Con porfía suicida, parte de la derecha se empeña en convertir el de octubre en un plebiscito entre ellos y la oposición, a favor o en contra del gobierno. “En Chile Vamos hay una definición muy categórica a favor del ‘rechazo’”, insiste el ahora canciller Andrés Allamand, un consumado experto en elegir siempre el lado perdedor de cada batalla.

El problema del “rechazo” no es moral, sino político. En un referéndum hecho en democracia, ninguna opción es moralmente superior a la otra. Pero una sí puede ser políticamente desastrosa. Lo sabe el Presidente Piñera, quien no aguanta estar del lado perdedor en ninguna apuesta. Y ahora debe ver cómo tantos de sus partidarios lo empujan hacia una opción perdedora o, peor, tratan de evitar esa derrota por secretaría.

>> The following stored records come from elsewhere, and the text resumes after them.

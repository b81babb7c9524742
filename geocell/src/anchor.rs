//! Calcul du point d'ancrage des étiquettes
//!
//! Un point fournit directement son ancre. Pour une ligne on prend le milieu
//! curviligne (toujours sur la ligne). Pour un polygone le centroïde peut
//! tomber hors de la forme (polygones concaves, en L, en U) : on approche le
//! pôle d'inaccessibilité par une recherche en grille avec raffinement, qui
//! garantit un point intérieur et un résultat déterministe.

use std::collections::BinaryHeap;

use geo::{Area, BoundingRect, Centroid, Contains, Coord, Geometry, LineString, Point, Polygon};
use tracing::warn;

use crate::GeocellError;

/// Précision relative de la recherche du pôle (fraction du petit côté du bbox)
const POLE_PRECISION: f64 = 1e-3;

/// Retourne la coordonnée d'ancrage de l'étiquette d'une géométrie.
///
/// Les géométries multiples sont résolues sur un membre unique, choisi de
/// façon stable : le plus long pour les lignes, le plus étendu pour les
/// polygones, le premier pour les points et les collections.
pub fn label_anchor(geometry: &Geometry<f64>) -> Result<Coord<f64>, GeocellError> {
    match geometry {
        Geometry::Point(p) => Ok(p.0),
        Geometry::MultiPoint(mp) => mp
            .0
            .first()
            .map(|p| p.0)
            .ok_or(GeocellError::EmptyGeometry),
        Geometry::Line(line) => Ok(Coord {
            x: (line.start.x + line.end.x) / 2.0,
            y: (line.start.y + line.end.y) / 2.0,
        }),
        Geometry::LineString(ls) => line_midpoint(ls),
        Geometry::MultiLineString(mls) => {
            let longest = mls
                .0
                .iter()
                .max_by(|a, b| line_length(a).total_cmp(&line_length(b)))
                .ok_or(GeocellError::EmptyGeometry)?;
            line_midpoint(longest)
        }
        Geometry::Polygon(poly) => pole_of_inaccessibility(poly),
        Geometry::MultiPolygon(mp) => {
            let largest = mp
                .0
                .iter()
                .max_by(|a, b| a.unsigned_area().total_cmp(&b.unsigned_area()))
                .ok_or(GeocellError::EmptyGeometry)?;
            pole_of_inaccessibility(largest)
        }
        Geometry::Rect(r) => Ok(r.center()),
        Geometry::Triangle(t) => Ok(t.centroid().0),
        Geometry::GeometryCollection(gc) => gc
            .0
            .first()
            .ok_or(GeocellError::EmptyGeometry)
            .and_then(label_anchor),
    }
}

/// Point au milieu curviligne d'une ligne (garanti sur la ligne)
fn line_midpoint(ls: &LineString<f64>) -> Result<Coord<f64>, GeocellError> {
    let coords = &ls.0;
    if coords.is_empty() {
        return Err(GeocellError::EmptyGeometry);
    }
    if coords.len() == 1 {
        return Ok(coords[0]);
    }

    let total = line_length(ls);
    if total == 0.0 {
        return Ok(coords[0]);
    }

    let half = total / 2.0;
    let mut walked = 0.0;
    for pair in coords.windows(2) {
        let len = segment_length(pair[0], pair[1]);
        if walked + len >= half {
            let t = if len == 0.0 { 0.0 } else { (half - walked) / len };
            return Ok(Coord {
                x: pair[0].x + (pair[1].x - pair[0].x) * t,
                y: pair[0].y + (pair[1].y - pair[0].y) * t,
            });
        }
        walked += len;
    }

    Ok(coords[coords.len() - 1])
}

fn line_length(ls: &LineString<f64>) -> f64 {
    ls.0.windows(2)
        .map(|pair| segment_length(pair[0], pair[1]))
        .sum()
}

fn segment_length(a: Coord<f64>, b: Coord<f64>) -> f64 {
    ((b.x - a.x).powi(2) + (b.y - a.y).powi(2)).sqrt()
}

/// Cellule de la recherche en grille
#[derive(Debug, Clone)]
struct Cell {
    x: f64,
    y: f64,
    /// Demi-côté de la cellule
    h: f64,
    /// Distance signée du centre au bord du polygone (négative dehors)
    dist: f64,
    /// Meilleure distance atteignable dans la cellule
    max: f64,
}

impl Cell {
    fn new(x: f64, y: f64, h: f64, polygon: &Polygon<f64>) -> Self {
        let dist = signed_distance(x, y, polygon);
        Self {
            x,
            y,
            h,
            dist,
            max: dist + h * std::f64::consts::SQRT_2,
        }
    }
}

// Ordre sur `max` pour le tas binaire (les cellules prometteuses d'abord)
impl PartialEq for Cell {
    fn eq(&self, other: &Self) -> bool {
        self.max == other.max
    }
}

impl Eq for Cell {}

impl PartialOrd for Cell {
    fn partial_cmp(&self, other: &Self) -> Option<std::cmp::Ordering> {
        Some(self.cmp(other))
    }
}

impl Ord for Cell {
    fn cmp(&self, other: &Self) -> std::cmp::Ordering {
        self.max.total_cmp(&other.max)
    }
}

/// Pôle d'inaccessibilité approché d'un polygone.
///
/// Recherche en grille avec raffinement par quadrants : on part d'une grille
/// couvrant le bbox, on garde la meilleure distance intérieure connue et on ne
/// subdivise que les cellules qui peuvent encore la battre. Le parcours est
/// entièrement déterministe pour une géométrie donnée.
fn pole_of_inaccessibility(polygon: &Polygon<f64>) -> Result<Coord<f64>, GeocellError> {
    let bbox = polygon
        .bounding_rect()
        .ok_or(GeocellError::EmptyGeometry)?;

    let width = bbox.width();
    let height = bbox.height();
    let cell_size = width.min(height);
    if cell_size == 0.0 {
        // Polygone dégénéré (aplati sur un segment ou un point)
        warn!(width, height, "Degenerate polygon, anchoring on bbox corner");
        return Ok(bbox.min());
    }

    let precision = cell_size * POLE_PRECISION;
    let h = cell_size / 2.0;

    // Grille initiale couvrant le bbox
    let mut queue = BinaryHeap::new();
    let mut x = bbox.min().x;
    while x < bbox.max().x {
        let mut y = bbox.min().y;
        while y < bbox.max().y {
            queue.push(Cell::new(x + h, y + h, h, polygon));
            y += cell_size;
        }
        x += cell_size;
    }

    // Candidats initiaux : centroïde puis centre du bbox
    let center = bbox.center();
    let mut best = match polygon.centroid() {
        Some(c) => Cell::new(c.x(), c.y(), 0.0, polygon),
        None => Cell::new(center.x, center.y, 0.0, polygon),
    };
    let center_cell = Cell::new(center.x, center.y, 0.0, polygon);
    if center_cell.dist > best.dist {
        best = center_cell;
    }

    while let Some(cell) = queue.pop() {
        if cell.dist > best.dist {
            best = cell.clone();
        }

        if cell.max - best.dist <= precision {
            // Plus aucune cellule ne peut améliorer le résultat
            break;
        }

        let h2 = cell.h / 2.0;
        queue.push(Cell::new(cell.x - h2, cell.y - h2, h2, polygon));
        queue.push(Cell::new(cell.x + h2, cell.y - h2, h2, polygon));
        queue.push(Cell::new(cell.x - h2, cell.y + h2, h2, polygon));
        queue.push(Cell::new(cell.x + h2, cell.y + h2, h2, polygon));
    }

    Ok(Coord {
        x: best.x,
        y: best.y,
    })
}

/// Distance signée d'un point au bord du polygone (positive à l'intérieur)
fn signed_distance(x: f64, y: f64, polygon: &Polygon<f64>) -> f64 {
    let point = Point::new(x, y);
    let mut min_dist = f64::MAX;

    for ring in std::iter::once(polygon.exterior()).chain(polygon.interiors()) {
        for pair in ring.0.windows(2) {
            let d = point_segment_distance(point.0, pair[0], pair[1]);
            if d < min_dist {
                min_dist = d;
            }
        }
    }

    if polygon.contains(&point) {
        min_dist
    } else {
        -min_dist
    }
}

fn point_segment_distance(p: Coord<f64>, a: Coord<f64>, b: Coord<f64>) -> f64 {
    let dx = b.x - a.x;
    let dy = b.y - a.y;
    let len2 = dx * dx + dy * dy;

    let t = if len2 == 0.0 {
        0.0
    } else {
        (((p.x - a.x) * dx + (p.y - a.y) * dy) / len2).clamp(0.0, 1.0)
    };

    let proj = Coord {
        x: a.x + dx * t,
        y: a.y + dy * t,
    };
    segment_length(p, proj)
}

#[cfg(test)]
mod tests {
    use super::*;
    use geo::{line_string, polygon, MultiPolygon};

    #[test]
    fn test_point_anchor_is_the_point() {
        let geom = Geometry::Point(Point::new(10.0, 20.0));
        let anchor = label_anchor(&geom).unwrap();
        assert_eq!(anchor, Coord { x: 10.0, y: 20.0 });
    }

    #[test]
    fn test_square_anchor_is_near_center() {
        let poly = polygon![
            (x: 0.0, y: 0.0),
            (x: 10.0, y: 0.0),
            (x: 10.0, y: 10.0),
            (x: 0.0, y: 10.0),
            (x: 0.0, y: 0.0),
        ];
        let anchor = label_anchor(&Geometry::Polygon(poly.clone())).unwrap();
        assert!((anchor.x - 5.0).abs() < 0.1);
        assert!((anchor.y - 5.0).abs() < 0.1);
        assert!(poly.contains(&Point::new(anchor.x, anchor.y)));
    }

    #[test]
    fn test_concave_anchor_stays_inside() {
        // Polygone en U : le centroïde tombe dans le creux, hors de la forme
        let poly = polygon![
            (x: 0.0, y: 0.0),
            (x: 10.0, y: 0.0),
            (x: 10.0, y: 10.0),
            (x: 8.0, y: 10.0),
            (x: 8.0, y: 2.0),
            (x: 2.0, y: 2.0),
            (x: 2.0, y: 10.0),
            (x: 0.0, y: 10.0),
            (x: 0.0, y: 0.0),
        ];
        let anchor = label_anchor(&Geometry::Polygon(poly.clone())).unwrap();
        assert!(poly.contains(&Point::new(anchor.x, anchor.y)));
    }

    #[test]
    fn test_anchor_deterministic() {
        let poly = polygon![
            (x: 0.0, y: 0.0),
            (x: 7.0, y: 1.0),
            (x: 9.0, y: 6.0),
            (x: 3.0, y: 9.0),
            (x: -1.0, y: 4.0),
            (x: 0.0, y: 0.0),
        ];
        let a = label_anchor(&Geometry::Polygon(poly.clone())).unwrap();
        let b = label_anchor(&Geometry::Polygon(poly)).unwrap();
        assert_eq!(a, b);
    }

    #[test]
    fn test_linestring_anchor_on_segment() {
        let ls = line_string![
            (x: 0.0, y: 0.0),
            (x: 10.0, y: 0.0),
        ];
        let anchor = label_anchor(&Geometry::LineString(ls)).unwrap();
        assert_eq!(anchor, Coord { x: 5.0, y: 0.0 });
    }

    #[test]
    fn test_linestring_midpoint_walks_segments() {
        // Longueurs 10 + 10 : le milieu est au coude
        let ls = line_string![
            (x: 0.0, y: 0.0),
            (x: 10.0, y: 0.0),
            (x: 10.0, y: 10.0),
        ];
        let anchor = label_anchor(&Geometry::LineString(ls)).unwrap();
        assert!((anchor.x - 10.0).abs() < 1e-9);
        assert!(anchor.y.abs() < 1e-9);
    }

    #[test]
    fn test_multipolygon_uses_largest_member() {
        let small = polygon![
            (x: 100.0, y: 100.0),
            (x: 101.0, y: 100.0),
            (x: 101.0, y: 101.0),
            (x: 100.0, y: 100.0),
        ];
        let large = polygon![
            (x: 0.0, y: 0.0),
            (x: 10.0, y: 0.0),
            (x: 10.0, y: 10.0),
            (x: 0.0, y: 10.0),
            (x: 0.0, y: 0.0),
        ];
        let geom = Geometry::MultiPolygon(MultiPolygon(vec![small, large]));
        let anchor = label_anchor(&geom).unwrap();
        assert!(anchor.x < 50.0, "Should anchor in the large member");
    }

    #[test]
    fn test_empty_geometry_is_an_error() {
        let geom = Geometry::MultiPoint(geo::MultiPoint(vec![]));
        assert!(matches!(
            label_anchor(&geom),
            Err(GeocellError::EmptyGeometry)
        ));
    }
}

Se condenan así -como en 1988- a una travesía del desierto que podría durar otra generación. Una trampa en que no cae el más hábil de ese sector. Joaquín Lavín sabe que su maldición de 32 años puede estar a punto de romperse. Por eso votará “apruebo” en octubre. Y con ello se le podrían abrir, al fin, limpio de mácula, las esquivas puertas de La Moneda. Nada como un plebiscito histórico para borrar la mancha de otro.